Defense procurement regs meet Atkins
DOD seeks 40 percent reduction in unnecessary rules
Totaling more than 1,400 pages, the Defense Federal Acquisition Regulation Supplement is an ominous document at best. But Defense Department officials are hoping to change that.
One year after Michael Wynne, DOD's acting undersecretary for acquisition, technology and logistics, ordered the transformation of DFARS, the first 14 new rules have been released for public comment.
Last February, Wynne established a task force to determine which of the myriad regulations, policies and procedures — commonly called DFARS — could be eliminated to expedite the acquisition process. Wynne's memo, dated Feb. 18, 2003, calls for DOD to "reduce the regulatory burden by 40 [percent] to 60 percent and cut the regulation process in half."
"This will enable DOD to rapidly convey internal administrative and procedural information to the
acquisition workforce," said Ron Poussard, deputy director the Defense Acquisition Regulation System
directorate.
Poussard said the purpose of the transformation review process was to determine which aspects of the supplement are procedural and which are regulatory.
DFARS is the DOD-specific guidelines that dictate how officials make product and service acquisitions. Although the Federal Acquisition Regulation (FAR) still has ultimate oversight of all federal purchases, DFARS was established to address issues that seldom arise outside military procurement.
Much of the streamlining involves cutting sections of the existing supplement
to make it less of a checklist and more of
a guide, which gives acquisition executives more flexibility when making decisions, he said. Word count is not the only metric by which the progress is being judged, but it does play a large role.
Officials from the office of Defense Procurement Policy had wanted to start publishing the proposed ruled changes by October or November of last year, but they missed that deadline.
The plan is to have all 83 proposed ruled changes posted by the beginning of summer, and to have industry and public responses returned and analyzed, and to implement the finalized rule changes by the end of the calendar year.

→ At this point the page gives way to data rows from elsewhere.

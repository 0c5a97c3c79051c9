use serde::Serialize;

use crate::domain::order::{OrderNumber, OrderStatus};
use crate::domain::session::DiningMode;

/// One step of the post-submission progress indicator.
#[derive(Debug, Serialize, Clone, PartialEq, Eq)]
pub struct TrackerStep {
    pub key: OrderStatus,
    pub label: &'static str,
}

/// Steps shown for the dining mode. Deliveries have an extra leg.
pub fn steps_for(mode: DiningMode) -> Vec<TrackerStep> {
    let mut steps = vec![
        TrackerStep {
            key: OrderStatus::Pending,
            label: "Ordered",
        },
        TrackerStep {
            key: OrderStatus::Preparing,
            label: "Preparing",
        },
    ];

    if mode == DiningMode::Delivery {
        steps.push(TrackerStep {
            key: OrderStatus::OutForDelivery,
            label: "On the way",
        });
        steps.push(TrackerStep {
            key: OrderStatus::Completed,
            label: "Delivered",
        });
    } else {
        steps.push(TrackerStep {
            key: OrderStatus::Ready,
            label: "Ready",
        });
    }

    steps
}

/// Index into [`steps_for`] highlighted for `status`.
pub fn step_index(status: OrderStatus, mode: DiningMode) -> usize {
    match (status, mode) {
        (OrderStatus::Pending, _) => 0,
        (OrderStatus::Preparing, _) => 1,
        (OrderStatus::OutForDelivery, DiningMode::Delivery) => 2,
        (OrderStatus::Completed, DiningMode::Delivery) => 3,
        (OrderStatus::Ready | OrderStatus::Completed, _) => 2,
        _ => 0,
    }
}

/// Whether the tracker should celebrate the order as collectable/delivered.
pub fn is_finished(status: OrderStatus, mode: DiningMode) -> bool {
    match mode {
        DiningMode::Delivery => status == OrderStatus::Completed,
        _ => matches!(status, OrderStatus::Ready | OrderStatus::Completed),
    }
}

/// Customer side view of a submitted order.
#[derive(Debug, Clone, Serialize)]
pub struct TrackerState {
    /// Server id, absent when the order only exists locally.
    pub order_id: Option<i32>,
    pub order_number: OrderNumber,
    pub dining_mode: DiningMode,
    /// Last status observed for this session.
    pub last_seen: OrderStatus,
    pub step: usize,
    pub finished: bool,
}

impl TrackerState {
    pub fn new(
        order_id: Option<i32>,
        order_number: OrderNumber,
        dining_mode: DiningMode,
        status: OrderStatus,
    ) -> Self {
        Self {
            order_id,
            order_number,
            dining_mode,
            last_seen: status,
            step: step_index(status, dining_mode),
            finished: is_finished(status, dining_mode),
        }
    }

    /// Record `status` and return the customer message when it differs from
    /// the last seen status. Duplicates and replays return `None`.
    pub fn apply(&mut self, status: OrderStatus) -> Option<&'static str> {
        if status == self.last_seen {
            return None;
        }
        self.last_seen = status;
        self.step = step_index(status, self.dining_mode);
        self.finished = is_finished(status, self.dining_mode);
        Some(status.customer_message())
    }

    pub fn steps(&self) -> Vec<TrackerStep> {
        steps_for(self.dining_mode)
    }
}

#[cfg(test)]
mod tests {
    use super::*;

    #[test]
    fn step_indexes_branch_by_mode() {
        assert_eq!(step_index(OrderStatus::Pending, DiningMode::EatIn), 0);
        assert_eq!(step_index(OrderStatus::Preparing, DiningMode::TakeAway), 1);
        assert_eq!(step_index(OrderStatus::Ready, DiningMode::EatIn), 2);
        assert_eq!(step_index(OrderStatus::Completed, DiningMode::EatIn), 2);
        assert_eq!(step_index(OrderStatus::OutForDelivery, DiningMode::Delivery), 2);
        assert_eq!(step_index(OrderStatus::Completed, DiningMode::Delivery), 3);
        assert_eq!(steps_for(DiningMode::Delivery).len(), 4);
        assert_eq!(steps_for(DiningMode::EatIn).len(), 3);
    }

    #[test]
    fn unchanged_status_does_not_notify() {
        let mut state = TrackerState::new(
            Some(1),
            OrderNumber::new(101),
            DiningMode::EatIn,
            OrderStatus::Pending,
        );

        assert_eq!(
            state.apply(OrderStatus::Preparing),
            Some("Kitchen is preparing your meal")
        );
        assert_eq!(state.apply(OrderStatus::Preparing), None);
        assert_eq!(state.step, 1);
    }

    #[test]
    fn out_of_order_updates_follow_last_seen() {
        let mut state = TrackerState::new(
            Some(1),
            OrderNumber::new(101),
            DiningMode::EatIn,
            OrderStatus::Pending,
        );

        assert!(state.apply(OrderStatus::Ready).is_some());
        assert!(state.finished);
        assert!(state.apply(OrderStatus::Preparing).is_some());
        assert_eq!(state.step, 1);
        assert!(state.apply(OrderStatus::Preparing).is_none());
    }
}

In a letter to the Defense Acquisition Regulations Council, Information Technology Association of America officials expressed concern that some of the proposed regulation changes could prevent DOD from using such procurement avenues as the General Services Administration's Federal Supply Schedule.
Robert Burton, associate administrator of the Office of Federal Procurement Policy, said the direction DFARS is taking is more of a housekeeping matter than an overall transformation.
"We have no plans to do anything similar at the moment," Burton said. "The fact is that industry likes things to be in regulations because [industry] feels the government is more likely to follow them."
Burton said the FAR hasn't had any massive criticism to lead to its streamlining, and he doesn't think it would be wise to "throw half of it out."